Thank you for all the comments. We appreciate your suggestions. In the file below we address them and comment on the changes we introduced to the paper. Please see the attachment.

Author Response File: Author Response.docx

Reviewer 2 Report

This is a very interesting study on a phenomenon many clinicians seeing patients with TS have encountered, i.e., the presence of cognitive tics. The results presented certainly add to the unfortunately scarce literature on the subject and the authors must be complimented on this work.

 

Even though I am convinced that these (mostly complex vocal) phenomena correspond to tics (based on their semiology), I regret that the criteria we usually use for diagnosing tics have not been applied in the present: (i) the presence of premonitory sensations; (ii) possibility of at least partial control; and (iii) relief after tic execution. The authors state that these phenomena are egosyntonic and either neutral or pleasant, but this does not necessarily equate relief. Furthermore, my own clinical experience is not in accordance with this: some patients do indeed complain about these cognitive tics, feeling they are intrusive, distractive and time-consuming. Also, in the case of coprolalia, not egosyntonic at all… This is just a personal note but worth mentioning, I believe. Finally, it might be worth underlining that cognitive tics – as reflected by the data presented – do not represent premonitory sensations themselves.

Author Response

Dear Reviewer,

Thank you for all the comments. We appreciate your suggestions. In the file below we address them and comment on the changes we introduced to the paper. Please see the attachment.

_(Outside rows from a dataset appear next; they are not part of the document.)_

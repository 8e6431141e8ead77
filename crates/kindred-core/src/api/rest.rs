//! JSON REST backend.
//!
//! Endpoints (relative to the configured base URL):
//! - `GET   notifications/preferences/{user}`
//! - `GET   calendar/{user}/events?start=..&end=..`
//! - `GET   profiles/{user}`
//! - `POST  suggestions`
//! - `PATCH suggestions/{id}`

use std::time::Duration;

use async_trait::async_trait;
use chrono::{DateTime, SecondsFormat, Utc};
use reqwest::{Client, Method, RequestBuilder, Response, StatusCode};
use serde::de::DeserializeOwned;
use serde::Deserialize;
use url::Url;

use super::traits::{CalendarReader, PreferencesReader, ProfileReader, SuggestionStore};
use super::types::{
    CalendarEvent, NotificationPreferences, ProfileRecord, SuggestionRecord, SuggestionUsage,
};
use crate::config::ApiConfig;
use crate::error::ApiError;

pub struct RestClient {
    base_url: Url,
    api_key: Option<String>,
    http_client: Client,
}

#[derive(Deserialize)]
struct InsertedId {
    id: String,
}

impl RestClient {
    /// Create a client with default HTTP settings.
    pub fn new(base_url: &str) -> Result<Self, ApiError> {
        Ok(Self {
            base_url: Url::parse(base_url)?,
            api_key: None,
            http_client: Client::new(),
        })
    }

    /// Build from the `[api]` config section. An empty key means no auth.
    pub fn from_config(config: &ApiConfig) -> Result<Self, ApiError> {
        let http_client = Client::builder()
            .timeout(Duration::from_secs(config.timeout_secs))
            .build()?;
        Ok(Self {
            base_url: Url::parse(&config.base_url)?,
            api_key: config.api_key.clone().filter(|k| !k.is_empty()),
            http_client,
        })
    }

    pub fn with_api_key(mut self, api_key: impl Into<String>) -> Self {
        self.api_key = Some(api_key.into());
        self
    }

    fn endpoint(&self, segments: &[&str]) -> Result<Url, ApiError> {
        let mut url = self.base_url.clone();
        url.path_segments_mut()
            .map_err(|_| ApiError::Unavailable(format!("{} cannot be a base URL", self.base_url)))?
            .pop_if_empty()
            .extend(segments);
        Ok(url)
    }

    fn request(&self, method: Method, url: Url) -> RequestBuilder {
        let builder = self.http_client.request(method, url);
        match &self.api_key {
            Some(key) => builder.bearer_auth(key),
            None => builder,
        }
    }

    async fn get_optional<T: DeserializeOwned>(&self, url: Url) -> Result<Option<T>, ApiError> {
        let resp = self.request(Method::GET, url).send().await?;
        if resp.status() == StatusCode::NOT_FOUND {
            return Ok(None);
        }
        read_json(resp).await.map(Some)
    }
}

async fn ensure_success(resp: Response) -> Result<Response, ApiError> {
    let status = resp.status();
    if status.is_success() {
        return Ok(resp);
    }
    let body = resp.text().await.unwrap_or_default();
    Err(ApiError::Status {
        status: status.as_u16(),
        body,
    })
}

async fn read_json<T: DeserializeOwned>(resp: Response) -> Result<T, ApiError> {
    let bytes = ensure_success(resp).await?.bytes().await?;
    Ok(serde_json::from_slice(&bytes)?)
}

fn timestamp(instant: DateTime<Utc>) -> String {
    instant.to_rfc3339_opts(SecondsFormat::Secs, true)
}

#[async_trait]
impl PreferencesReader for RestClient {
    async fn notification_preferences(
        &self,
        user_id: &str,
    ) -> Result<Option<NotificationPreferences>, ApiError> {
        let url = self.endpoint(&["notifications", "preferences", user_id])?;
        self.get_optional(url).await
    }
}

#[async_trait]
impl CalendarReader for RestClient {
    async fn calendar_events(
        &self,
        user_id: &str,
        start: DateTime<Utc>,
        end: DateTime<Utc>,
    ) -> Result<Vec<CalendarEvent>, ApiError> {
        let mut url = self.endpoint(&["calendar", user_id, "events"])?;
        url.query_pairs_mut()
            .append_pair("start", &timestamp(start))
            .append_pair("end", &timestamp(end));
        let resp = self.request(Method::GET, url).send().await?;
        read_json(resp).await
    }
}

#[async_trait]
impl ProfileReader for RestClient {
    async fn partner_profile(&self, user_id: &str) -> Result<Option<ProfileRecord>, ApiError> {
        let url = self.endpoint(&["profiles", user_id])?;
        self.get_optional(url).await
    }
}

#[async_trait]
impl SuggestionStore for RestClient {
    async fn insert_suggestion(&self, record: &SuggestionRecord) -> Result<String, ApiError> {
        let url = self.endpoint(&["suggestions"])?;
        let resp = self.request(Method::POST, url).json(record).send().await?;
        let inserted: InsertedId = read_json(resp).await?;
        Ok(inserted.id)
    }

    async fn update_suggestion_usage(
        &self,
        suggestion_id: &str,
        usage: &SuggestionUsage,
    ) -> Result<(), ApiError> {
        let url = self.endpoint(&["suggestions", suggestion_id])?;
        let resp = self.request(Method::PATCH, url).json(usage).send().await?;
        ensure_success(resp).await.map(|_| ())
    }
}
//! In-process backend backed by a JSON fixture.
//!
//! Implements every collaborator trait so the scheduler and engine can run
//! without a server. Tests use the read counter and the failing switch to
//! observe the degrade-on-error paths.

use std::collections::HashMap;
use std::path::Path;
use std::sync::atomic::{AtomicBool, AtomicUsize, Ordering};
use std::sync::{RwLock, RwLockReadGuard, RwLockWriteGuard};

use async_trait::async_trait;
use chrono::{DateTime, Utc};
use serde::{Deserialize, Serialize};

use super::traits::{CalendarReader, PreferencesReader, ProfileReader, SuggestionStore};
use super::types::{
    CalendarEvent, NotificationPreferences, ProfileRecord, SuggestionRecord, SuggestionUsage,
};
use crate::error::{ApiError, CoreError};

/// Serialized contents of a [`MemoryApi`].
#[derive(Debug, Clone, Default, Serialize, Deserialize)]
pub struct Fixture {
    #[serde(default)]
    pub preferences: HashMap<String, NotificationPreferences>,
    #[serde(default)]
    pub events: HashMap<String, Vec<CalendarEvent>>,
    #[serde(default)]
    pub profiles: HashMap<String, ProfileRecord>,
    #[serde(default)]
    pub suggestions: Vec<SuggestionRecord>,
    #[serde(default)]
    pub usage: HashMap<String, SuggestionUsage>,
}

#[derive(Debug, Default)]
pub struct MemoryApi {
    state: RwLock<Fixture>,
    calendar_reads: AtomicUsize,
    failing: AtomicBool,
}

impl MemoryApi {
    pub fn new() -> Self {
        Self::default()
    }

    pub fn from_fixture(fixture: Fixture) -> Self {
        Self {
            state: RwLock::new(fixture),
            ..Self::default()
        }
    }

    /// Load a fixture file.
    ///
    /// # Errors
    /// Returns an error if the file cannot be read or is not a valid fixture.
    pub fn load(path: &Path) -> Result<Self, CoreError> {
        let content = std::fs::read_to_string(path)?;
        let fixture: Fixture = serde_json::from_str(&content)?;
        Ok(Self::from_fixture(fixture))
    }

    /// Write the current state back to `path`.
    pub fn save(&self, path: &Path) -> Result<(), CoreError> {
        let content = serde_json::to_string_pretty(&*self.read())?;
        std::fs::write(path, content)?;
        Ok(())
    }

    pub fn snapshot(&self) -> Fixture {
        self.read().clone()
    }

    pub fn set_preferences(&self, user_id: &str, prefs: NotificationPreferences) {
        self.write().preferences.insert(user_id.to_string(), prefs);
    }

    pub fn add_event(&self, user_id: &str, event: CalendarEvent) {
        self.write()
            .events
            .entry(user_id.to_string())
            .or_default()
            .push(event);
    }

    pub fn set_profile(&self, user_id: &str, profile: ProfileRecord) {
        self.write().profiles.insert(user_id.to_string(), profile);
    }

    /// Make every read and write fail with [`ApiError::Unavailable`].
    pub fn set_failing(&self, failing: bool) {
        self.failing.store(failing, Ordering::SeqCst);
    }

    /// Number of calendar reads served (or refused) so far.
    pub fn calendar_reads(&self) -> usize {
        self.calendar_reads.load(Ordering::SeqCst)
    }

    pub fn stored_suggestions(&self) -> Vec<SuggestionRecord> {
        self.read().suggestions.clone()
    }

    pub fn usage_for(&self, suggestion_id: &str) -> Option<SuggestionUsage> {
        self.read().usage.get(suggestion_id).cloned()
    }

    fn check_available(&self) -> Result<(), ApiError> {
        if self.failing.load(Ordering::SeqCst) {
            Err(ApiError::Unavailable("memory backend switched off".into()))
        } else {
            Ok(())
        }
    }

    fn read(&self) -> RwLockReadGuard<'_, Fixture> {
        self.state.read().unwrap_or_else(|e| e.into_inner())
    }

    fn write(&self) -> RwLockWriteGuard<'_, Fixture> {
        self.state.write().unwrap_or_else(|e| e.into_inner())
    }
}

#[async_trait]
impl PreferencesReader for MemoryApi {
    async fn notification_preferences(
        &self,
        user_id: &str,
    ) -> Result<Option<NotificationPreferences>, ApiError> {
        self.check_available()?;
        Ok(self.read().preferences.get(user_id).cloned())
    }
}

#[async_trait]
impl CalendarReader for MemoryApi {
    async fn calendar_events(
        &self,
        user_id: &str,
        start: DateTime<Utc>,
        end: DateTime<Utc>,
    ) -> Result<Vec<CalendarEvent>, ApiError> {
        self.calendar_reads.fetch_add(1, Ordering::SeqCst);
        self.check_available()?;
        Ok(self
            .read()
            .events
            .get(user_id)
            .map(|events| {
                events
                    .iter()
                    .filter(|e| e.intersects(start, end))
                    .cloned()
                    .collect()
            })
            .unwrap_or_default())
    }
}

#[async_trait]
impl ProfileReader for MemoryApi {
    async fn partner_profile(&self, user_id: &str) -> Result<Option<ProfileRecord>, ApiError> {
        self.check_available()?;
        Ok(self.read().profiles.get(user_id).cloned())
    }
}

#[async_trait]
impl SuggestionStore for MemoryApi {
    async fn insert_suggestion(&self, record: &SuggestionRecord) -> Result<String, ApiError> {
        self.check_available()?;
        self.write().suggestions.push(record.clone());
        Ok(record.id.clone())
    }

    async fn update_suggestion_usage(
        &self,
        suggestion_id: &str,
        usage: &SuggestionUsage,
    ) -> Result<(), ApiError> {
        self.check_available()?;
        let mut state = self.write();
        if !state.suggestions.iter().any(|s| s.id == suggestion_id) {
            return Err(ApiError::Status {
                status: 404,
                body: format!("suggestion {suggestion_id} not found"),
            });
        }
        state.usage.insert(suggestion_id.to_string(), usage.clone());
        Ok(())
    }
}

#[cfg(test)]
mod tests {
    use super::*;
    use chrono::{Duration, TimeZone};

    #[tokio::test]
    async fn calendar_reads_filter_by_range_and_count() {
        let api = MemoryApi::new();
        let base = Utc.with_ymd_and_hms(2024, 5, 3, 0, 0, 0).unwrap();
        api.add_event("u1", CalendarEvent::new(base + Duration::hours(9), base + Duration::hours(10)));
        api.add_event("u1", CalendarEvent::new(base + Duration::days(2), base + Duration::days(2) + Duration::hours(1)));

        let events = api
            .calendar_events("u1", base, base + Duration::days(1))
            .await
            .unwrap();
        assert_eq!(events.len(), 1);
        assert_eq!(api.calendar_reads(), 1);

        let none = api.calendar_events("nobody", base, base + Duration::days(1)).await.unwrap();
        assert!(none.is_empty());
        assert_eq!(api.calendar_reads(), 2);
    }

    #[tokio::test]
    async fn failing_switch_rejects_reads_and_writes() {
        let api = MemoryApi::new();
        api.set_failing(true);
        assert!(api.notification_preferences("u1").await.is_err());
        assert!(api.partner_profile("u1").await.is_err());

        let usage = SuggestionUsage { used_index: 0, feedback: None, used_at: Utc::now() };
        assert!(api.update_suggestion_usage("s1", &usage).await.is_err());
    }

    #[tokio::test]
    async fn usage_update_requires_existing_suggestion() {
        let api = MemoryApi::new();
        let usage = SuggestionUsage { used_index: 1, feedback: Some("loved it".into()), used_at: Utc::now() };
        let err = api.update_suggestion_usage("missing", &usage).await.unwrap_err();
        assert!(matches!(err, ApiError::Status { status: 404, .. }));
    }

    #[test]
    fn fixture_round_trips_through_file() {
        let dir = tempfile::tempdir().unwrap();
        let path = dir.path().join("fixture.json");
        std::fs::write(
            &path,
            r#"{"preferences":{"u1":{"daily_question_time":"08:00"}},"profiles":{"u2":{"display_name":"Alex"}}}"#,
        )
        .unwrap();

        let api = MemoryApi::load(&path).unwrap();
        api.set_profile("u3", ProfileRecord::default());
        api.save(&path).unwrap();

        let reloaded = MemoryApi::load(&path).unwrap().snapshot();
        assert_eq!(reloaded.preferences["u1"].daily_question_time.as_deref(), Some("08:00"));
        assert_eq!(reloaded.profiles.len(), 2);
    }
}
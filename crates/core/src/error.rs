//! Unified error types for the attendance service.
//!
//! Error codes:
//! - ATT_001-007: Attendance tracker rejections
//! - DB_001: Storage errors

use serde::{Deserialize, Serialize};
use thiserror::Error;

/// Result type alias using our Error type.
pub type Result<T> = std::result::Result<T, Error>;

/// Machine-distinguishable kinds of tracker rejections.
#[derive(Debug, Clone, Copy, PartialEq, Eq, Hash, Serialize, Deserialize)]
#[serde(rename_all = "snake_case")]
pub enum AttendanceErrorKind {
    /// ATT_001: Lecture does not exist
    NotFound,
    /// ATT_002: Token requested outside the lecture window
    OutOfWindow,
    /// ATT_003: Student is not enrolled in the lecture's section
    NotEnrolled,
    /// ATT_004: Token failed to decode, decrypt, or parse
    InvalidToken,
    /// ATT_005: Token was issued to a different student
    TokenMismatch,
    /// ATT_006: Token lifetime has passed
    TokenExpired,
    /// ATT_007: Heartbeat received outside the lecture window
    LectureNotActive,
}

impl AttendanceErrorKind {
    /// Get the error code string.
    pub fn code(&self) -> &'static str {
        match self {
            Self::NotFound => "ATT_001",
            Self::OutOfWindow => "ATT_002",
            Self::NotEnrolled => "ATT_003",
            Self::InvalidToken => "ATT_004",
            Self::TokenMismatch => "ATT_005",
            Self::TokenExpired => "ATT_006",
            Self::LectureNotActive => "ATT_007",
        }
    }

    /// Get the snake_case kind name used in API responses.
    pub fn as_str(&self) -> &'static str {
        match self {
            Self::NotFound => "not_found",
            Self::OutOfWindow => "out_of_window",
            Self::NotEnrolled => "not_enrolled",
            Self::InvalidToken => "invalid_token",
            Self::TokenMismatch => "token_mismatch",
            Self::TokenExpired => "token_expired",
            Self::LectureNotActive => "lecture_not_active",
        }
    }

    /// Get the HTTP status code.
    pub fn http_status(&self) -> u16 {
        match self {
            Self::NotFound => 404,
            Self::OutOfWindow => 422,
            Self::NotEnrolled => 403,
            Self::InvalidToken => 401,
            Self::TokenMismatch => 403,
            Self::TokenExpired => 401,
            Self::LectureNotActive => 422,
        }
    }
}

/// Storage error codes.
#[derive(Debug, Clone, Copy, PartialEq, Eq)]
pub enum StorageErrorCode {
    /// DB_001: Read or write against the store failed
    Failed,
}

impl StorageErrorCode {
    pub fn code(&self) -> &'static str {
        match self {
            Self::Failed => "DB_001",
        }
    }

    pub fn http_status(&self) -> u16 {
        500
    }
}

/// Unified error type for the attendance service.
#[derive(Debug, Error)]
pub enum Error {
    /// Tracker rejection with a machine-distinguishable kind.
    #[error("[{}] {message}", .kind.code())]
    Attendance {
        kind: AttendanceErrorKind,
        message: String,
    },

    /// Storage error with code.
    #[error("[{code}] {message}")]
    Storage {
        code: &'static str,
        message: String,
        http_status: u16,
    },

    #[error("invalid configuration: {0}")]
    Config(String),

    #[error("serialization error: {0}")]
    Serialization(#[from] serde_json::Error),

    #[error("internal error: {0}")]
    Internal(String),
}

impl Error {
    /// Create a tracker rejection.
    pub fn attendance(kind: AttendanceErrorKind, msg: impl Into<String>) -> Self {
        Self::Attendance {
            kind,
            message: msg.into(),
        }
    }

    pub fn not_found(msg: impl Into<String>) -> Self {
        Self::attendance(AttendanceErrorKind::NotFound, msg)
    }

    pub fn out_of_window(msg: impl Into<String>) -> Self {
        Self::attendance(AttendanceErrorKind::OutOfWindow, msg)
    }

    pub fn not_enrolled(msg: impl Into<String>) -> Self {
        Self::attendance(AttendanceErrorKind::NotEnrolled, msg)
    }

    pub fn invalid_token(msg: impl Into<String>) -> Self {
        Self::attendance(AttendanceErrorKind::InvalidToken, msg)
    }

    pub fn token_mismatch(msg: impl Into<String>) -> Self {
        Self::attendance(AttendanceErrorKind::TokenMismatch, msg)
    }

    pub fn token_expired(msg: impl Into<String>) -> Self {
        Self::attendance(AttendanceErrorKind::TokenExpired, msg)
    }

    pub fn lecture_not_active(msg: impl Into<String>) -> Self {
        Self::attendance(AttendanceErrorKind::LectureNotActive, msg)
    }

    /// Create a storage error.
    pub fn storage(code: StorageErrorCode, msg: impl Into<String>) -> Self {
        Self::Storage {
            code: code.code(),
            message: msg.into(),
            http_status: code.http_status(),
        }
    }

    pub fn config(msg: impl Into<String>) -> Self {
        Self::Config(msg.into())
    }

    pub fn internal(msg: impl Into<String>) -> Self {
        Self::Internal(msg.into())
    }

    /// Get the tracker rejection kind, if this is one.
    pub fn kind(&self) -> Option<AttendanceErrorKind> {
        match self {
            Self::Attendance { kind, .. } => Some(*kind),
            _ => None,
        }
    }

    /// Get the HTTP status code for this error.
    pub fn http_status(&self) -> u16 {
        match self {
            Self::Attendance { kind, .. } => kind.http_status(),
            Self::Storage { http_status, .. } => *http_status,
            Self::Config(_) => 500,
            Self::Serialization(_) => 400,
            Self::Internal(_) => 500,
        }
    }

    /// Get the error code if this is a coded error.
    pub fn error_code(&self) -> Option<&'static str> {
        match self {
            Self::Attendance { kind, .. } => Some(kind.code()),
            Self::Storage { code, .. } => Some(code),
            _ => None,
        }
    }
}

Author Response File: Author Response.docx

Round 2

Reviewer 1 Report

The manuscript has been carefully revised according to reviewer’s comments.

However, I felt that the description on pages 367 to 379 was a little difficult to understand. That is, based on the result that CTPh was not correlated with relief after tic execution, the authors stated that CTPh was not recognized as urges, while CTPh was not associated with typical tic related features. Please add an explanation on this point.

Author Response

Dear Reviewer,

We acknowledge your feedback. According to your suggestions we explained and clarified the paragraph between lines 367-375. We hope that now it is clear.